Collected data
################
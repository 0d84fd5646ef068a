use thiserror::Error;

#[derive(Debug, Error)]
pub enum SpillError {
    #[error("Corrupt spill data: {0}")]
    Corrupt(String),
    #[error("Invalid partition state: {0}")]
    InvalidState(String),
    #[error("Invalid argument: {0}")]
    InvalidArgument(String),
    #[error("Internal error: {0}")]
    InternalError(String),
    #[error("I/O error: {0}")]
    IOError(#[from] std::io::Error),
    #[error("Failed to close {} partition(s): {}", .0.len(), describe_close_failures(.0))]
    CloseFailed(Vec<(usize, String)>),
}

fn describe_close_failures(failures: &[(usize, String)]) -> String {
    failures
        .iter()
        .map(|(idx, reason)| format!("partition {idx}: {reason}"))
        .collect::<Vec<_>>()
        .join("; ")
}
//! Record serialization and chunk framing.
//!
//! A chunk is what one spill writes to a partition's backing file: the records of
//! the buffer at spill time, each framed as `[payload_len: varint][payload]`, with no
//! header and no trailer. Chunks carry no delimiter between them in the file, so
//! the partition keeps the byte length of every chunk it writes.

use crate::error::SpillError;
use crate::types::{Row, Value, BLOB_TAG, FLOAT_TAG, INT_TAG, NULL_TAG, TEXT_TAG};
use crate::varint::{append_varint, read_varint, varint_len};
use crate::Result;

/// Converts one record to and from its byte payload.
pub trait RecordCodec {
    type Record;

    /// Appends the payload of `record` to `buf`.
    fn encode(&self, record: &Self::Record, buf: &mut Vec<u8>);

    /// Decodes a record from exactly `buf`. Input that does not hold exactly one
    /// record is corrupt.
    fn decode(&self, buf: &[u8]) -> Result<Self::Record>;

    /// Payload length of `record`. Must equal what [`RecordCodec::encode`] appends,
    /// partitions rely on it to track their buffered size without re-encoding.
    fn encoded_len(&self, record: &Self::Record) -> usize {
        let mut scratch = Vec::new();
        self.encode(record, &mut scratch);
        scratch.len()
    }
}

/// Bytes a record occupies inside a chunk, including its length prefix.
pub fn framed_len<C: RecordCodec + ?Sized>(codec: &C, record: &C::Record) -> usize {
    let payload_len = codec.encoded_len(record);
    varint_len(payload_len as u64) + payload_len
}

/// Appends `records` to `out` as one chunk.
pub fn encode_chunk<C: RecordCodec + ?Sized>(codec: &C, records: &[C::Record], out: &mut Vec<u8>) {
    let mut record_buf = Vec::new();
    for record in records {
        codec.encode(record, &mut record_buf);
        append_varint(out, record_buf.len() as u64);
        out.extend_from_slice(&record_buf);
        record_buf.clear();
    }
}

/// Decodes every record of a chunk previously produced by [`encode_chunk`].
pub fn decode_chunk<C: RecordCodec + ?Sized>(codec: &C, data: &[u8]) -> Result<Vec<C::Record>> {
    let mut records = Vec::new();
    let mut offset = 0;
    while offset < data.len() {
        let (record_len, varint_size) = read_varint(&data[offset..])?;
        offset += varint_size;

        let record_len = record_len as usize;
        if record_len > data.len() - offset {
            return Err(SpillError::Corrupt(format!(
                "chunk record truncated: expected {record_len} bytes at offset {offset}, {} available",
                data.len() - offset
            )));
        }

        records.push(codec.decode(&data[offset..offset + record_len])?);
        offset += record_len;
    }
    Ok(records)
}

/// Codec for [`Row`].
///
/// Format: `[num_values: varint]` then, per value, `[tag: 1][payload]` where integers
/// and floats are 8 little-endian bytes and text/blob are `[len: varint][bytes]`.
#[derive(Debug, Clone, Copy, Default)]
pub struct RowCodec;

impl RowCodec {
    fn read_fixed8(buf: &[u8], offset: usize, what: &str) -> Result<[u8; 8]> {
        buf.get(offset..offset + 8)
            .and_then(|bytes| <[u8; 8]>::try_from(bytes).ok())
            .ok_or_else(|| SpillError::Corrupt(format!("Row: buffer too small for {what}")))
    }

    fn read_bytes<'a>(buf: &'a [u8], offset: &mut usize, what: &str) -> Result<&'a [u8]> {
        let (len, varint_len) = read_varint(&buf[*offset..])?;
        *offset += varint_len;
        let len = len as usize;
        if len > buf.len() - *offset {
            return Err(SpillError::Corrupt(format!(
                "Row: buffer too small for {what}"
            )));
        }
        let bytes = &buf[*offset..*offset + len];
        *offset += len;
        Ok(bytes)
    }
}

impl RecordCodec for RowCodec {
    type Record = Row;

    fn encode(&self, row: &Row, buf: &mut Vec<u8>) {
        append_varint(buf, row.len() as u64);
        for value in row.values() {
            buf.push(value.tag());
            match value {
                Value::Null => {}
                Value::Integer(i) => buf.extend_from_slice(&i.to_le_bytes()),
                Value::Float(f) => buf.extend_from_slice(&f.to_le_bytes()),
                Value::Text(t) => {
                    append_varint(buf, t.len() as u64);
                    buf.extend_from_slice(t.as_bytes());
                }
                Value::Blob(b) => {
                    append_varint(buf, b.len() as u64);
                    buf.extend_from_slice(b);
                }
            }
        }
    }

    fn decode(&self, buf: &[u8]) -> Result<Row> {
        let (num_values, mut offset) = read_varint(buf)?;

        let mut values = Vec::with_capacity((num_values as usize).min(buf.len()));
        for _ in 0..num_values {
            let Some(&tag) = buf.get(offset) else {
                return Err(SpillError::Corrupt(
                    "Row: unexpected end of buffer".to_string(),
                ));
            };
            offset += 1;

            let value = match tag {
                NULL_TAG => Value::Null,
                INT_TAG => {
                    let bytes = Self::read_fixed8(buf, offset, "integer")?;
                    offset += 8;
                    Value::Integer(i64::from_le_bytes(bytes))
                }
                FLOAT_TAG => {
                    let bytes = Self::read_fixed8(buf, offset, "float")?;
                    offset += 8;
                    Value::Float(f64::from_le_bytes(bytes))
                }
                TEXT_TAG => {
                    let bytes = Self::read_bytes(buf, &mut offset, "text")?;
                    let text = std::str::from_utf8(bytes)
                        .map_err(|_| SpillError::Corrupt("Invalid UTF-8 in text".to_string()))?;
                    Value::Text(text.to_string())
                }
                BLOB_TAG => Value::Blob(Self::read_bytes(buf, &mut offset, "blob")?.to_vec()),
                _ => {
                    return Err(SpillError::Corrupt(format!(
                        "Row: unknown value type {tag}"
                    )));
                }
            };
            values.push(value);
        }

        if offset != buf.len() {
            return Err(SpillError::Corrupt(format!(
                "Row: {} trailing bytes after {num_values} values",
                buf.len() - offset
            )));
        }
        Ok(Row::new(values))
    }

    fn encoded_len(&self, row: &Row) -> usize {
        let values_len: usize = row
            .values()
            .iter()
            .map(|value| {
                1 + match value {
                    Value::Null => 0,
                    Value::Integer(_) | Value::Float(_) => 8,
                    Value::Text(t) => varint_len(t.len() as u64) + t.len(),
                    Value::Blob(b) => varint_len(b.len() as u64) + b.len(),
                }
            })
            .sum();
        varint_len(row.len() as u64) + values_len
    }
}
################
**DIRECTIONS FOR THIS TASK:**
Restate the data word for word.

**FINISHED TASK:**
repository 0d84fd5646ef068a
use thiserror::Error;

#[derive(Debug, Error)]
pub enum SpillError {
    #[error("Corrupt spill data: {0}")]
    Corrupt(String),
    #[error("Invalid partition state: {0}")]
    InvalidState(String),
    #[error("Invalid argument: {0}")]
    InvalidArgument(String),
    #[error("Internal error: {0}")]
    InternalError(String),
    #[error("I/O error: {0}")]
    IOError(#[from] std::io::Error),
    #[error("Failed to close {} partition(s): {}", .0.len(), describe_close_failures(.0))]
    CloseFailed(Vec<(usize, String)>),
}

fn describe_close_failures(failures: &[(usize, String)]) -> String {
    failures
        .iter()
        .map(|(idx, reason)| format!("partition {idx}: {reason}"))
        .collect::<Vec<_>>()
        .join("; ")
}
//! Record serialization and chunk framing.
//!
//! A chunk is what one spill writes to a partition's backing file: the records of
//! the buffer at spill time, each framed as `[payload_len: varint][payload]`, with no
//! header and no trailer. Chunks carry no delimiter between them in the file, so
//! the partition keeps the byte length of every chunk it writes.

use crate::error::SpillError;
use crate::types::{Row, Value, BLOB_TAG, FLOAT_TAG, INT_TAG, NULL_TAG, TEXT_TAG};
use crate::varint::{append_varint, read_varint, varint_len};
use crate::Result;

/// Converts one record to and from its byte payload.
pub trait RecordCodec {
    type Record;

    /// Appends the payload of `record` to `buf`.
    fn encode(&self, record: &Self::Record, buf: &mut Vec<u8>);

    /// Decodes a record from exactly `buf`. Input that does not hold exactly one
    /// record is corrupt.
    fn decode(&self, buf: &[u8]) -> Result<Self::Record>;

    /// Payload length of `record`. Must equal what [`RecordCodec::encode`] appends,
    /// partitions rely on it to track their buffered size without re-encoding.
    fn encoded_len(&self, record: &Self::Record) -> usize {
        let mut scratch = Vec::new();
        self.encode(record, &mut scratch);
        scratch.len()
    }
}

/// Bytes a record occupies inside a chunk, including its length prefix.
pub fn framed_len<C: RecordCodec + ?Sized>(codec: &C, record: &C::Record) -> usize {
    let payload_len = codec.encoded_len(record);
    varint_len(payload_len as u64) + payload_len
}

/// Appends `records` to `out` as one chunk.
pub fn encode_chunk<C: RecordCodec + ?Sized>(codec: &C, records: &[C::Record], out: &mut Vec<u8>) {
    let mut record_buf = Vec::new();
    for record in records {
        codec.encode(record, &mut record_buf);
        append_varint(out, record_buf.len() as u64);
        out.extend_from_slice(&record_buf);
        record_buf.clear();
    }
}

/// Decodes every record of a chunk previously produced by [`encode_chunk`].
pub fn decode_chunk<C: RecordCodec + ?Sized>(codec: &C, data: &[u8]) -> Result<Vec<C::Record>> {
    let mut records = Vec::new();
    let mut offset = 0;
    while offset < data.len() {
        let (record_len, varint_size) = read_varint(&data[offset..])?;
        offset += varint_size;

        let record_len = record_len as usize;
        if record_len > data.len() - offset {
            return Err(SpillError::Corrupt(format!(
                "chunk record truncated: expected {record_len} bytes at offset {offset}, {} available",
                data.len() - offset
            )));
        }

        records.push(codec.decode(&data[offset..offset + record_len])?);
        offset += record_len;
    }
    Ok(records)
}

/// Codec for [`Row`].
///
/// Format: `[num_values: varint]` then, per value, `[tag: 1][payload]` where integers
/// and floats are 8 little-endian bytes and text/blob are `[len: varint][bytes]`.
#[derive(Debug, Clone, Copy, Default)]
pub struct RowCodec;

impl RowCodec {
    fn read_fixed8(buf: &[u8], offset: usize, what: &str) -> Result<[u8; 8]> {
        buf.get(offset..offset + 8)
            .and_then(|bytes| <[u8; 8]>::try_from(bytes).ok())
            .ok_or_else(|| SpillError::Corrupt(format!("Row: buffer too small for {what}")))
    }

    fn read_bytes<'a>(buf: &'a [u8], offset: &mut usize, what: &str) -> Result<&'a [u8]> {
        let (len, varint_len) = read_varint(&buf[*offset..])?;
        *offset += varint_len;
        let len = len as usize;
        if len > buf.len() - *offset {
            return Err(SpillError::Corrupt(format!(
                "Row: buffer too small for {what}"
            )));
        }
        let bytes = &buf[*offset..*offset + len];
        *offset += len;
        Ok(bytes)
    }
}

impl RecordCodec for RowCodec {
    type Record = Row;

    fn encode(&self, row: &Row, buf: &mut Vec<u8>) {
        append_varint(buf, row.len() as u64);
        for value in row.values() {
            buf.push(value.tag());
            match value {
                Value::Null => {}
                Value::Integer(i) => buf.extend_from_slice(&i.to_le_bytes()),
                Value::Float(f) => buf.extend_from_slice(&f.to_le_bytes()),
                Value::Text(t) => {
                    append_varint(buf, t.len() as u64);
                    buf.extend_from_slice(t.as_bytes());
                }
                Value::Blob(b) => {
                    append_varint(buf, b.len() as u64);
                    buf.extend_from_slice(b);
                }
            }
        }
    }

    fn decode(&self, buf: &[u8]) -> Result<Row> {
        let (num_values, mut offset) = read_varint(buf)?;

        let mut values = Vec::with_capacity((num_values as usize).min(buf.len()));
        for _ in 0..num_values {
            let Some(&tag) = buf.get(offset) else {
                return Err(SpillError::Corrupt(
                    "Row: unexpected end of buffer".to_string(),
                ));
            };
            offset += 1;

            let value = match tag {
                NULL_TAG => Value::Null,
                INT_TAG => {
                    let bytes = Self::read_fixed8(buf, offset, "integer")?;
                    offset += 8;
                    Value::Integer(i64::from_le_bytes(bytes))
                }
                FLOAT_TAG => {
                    let bytes = Self::read_fixed8(buf, offset, "float")?;
                    offset += 8;
                    Value::Float(f64::from_le_bytes(bytes))
                }
                TEXT_TAG => {
                    let bytes = Self::read_bytes(buf, &mut offset, "text")?;
                    let text = std::str::from_utf8(bytes)
                        .map_err(|_| SpillError::Corrupt("Invalid UTF-8 in text".to_string()))?;
                    Value::Text(text.to_string())
                }
                BLOB_TAG => Value::Blob(Self::read_bytes(buf, &mut offset, "blob")?.to_vec()),
                _ => {
                    return Err(SpillError::Corrupt(format!(
                        "Row: unknown value type {tag}"
                    )));
                }
            };
            values.push(value);
        }

        if offset != buf.len() {
            return Err(SpillError::Corrupt(format!(
                "Row: {} trailing bytes after {num_values} values",
                buf.len() - offset
            )));
        }
        Ok(Row::new(values))
    }

    fn encoded_len(&self, row: &Row) -> usize {
        let values_len: usize = row
            .values()
            .iter()
            .map(|value| {
                1 + match value {
                    Value::Null => 0,
                    Value::Integer(_) | Value::Float(_) => 8,
                    Value::Text(t) => varint_len(t.len() as u64) + t.len(),
                    Value::Blob(b) => varint_len(b.len() as u64) + b.len(),
                }
            })
            .sum();
        varint_len(row.len() as u64) + values_len
    }
}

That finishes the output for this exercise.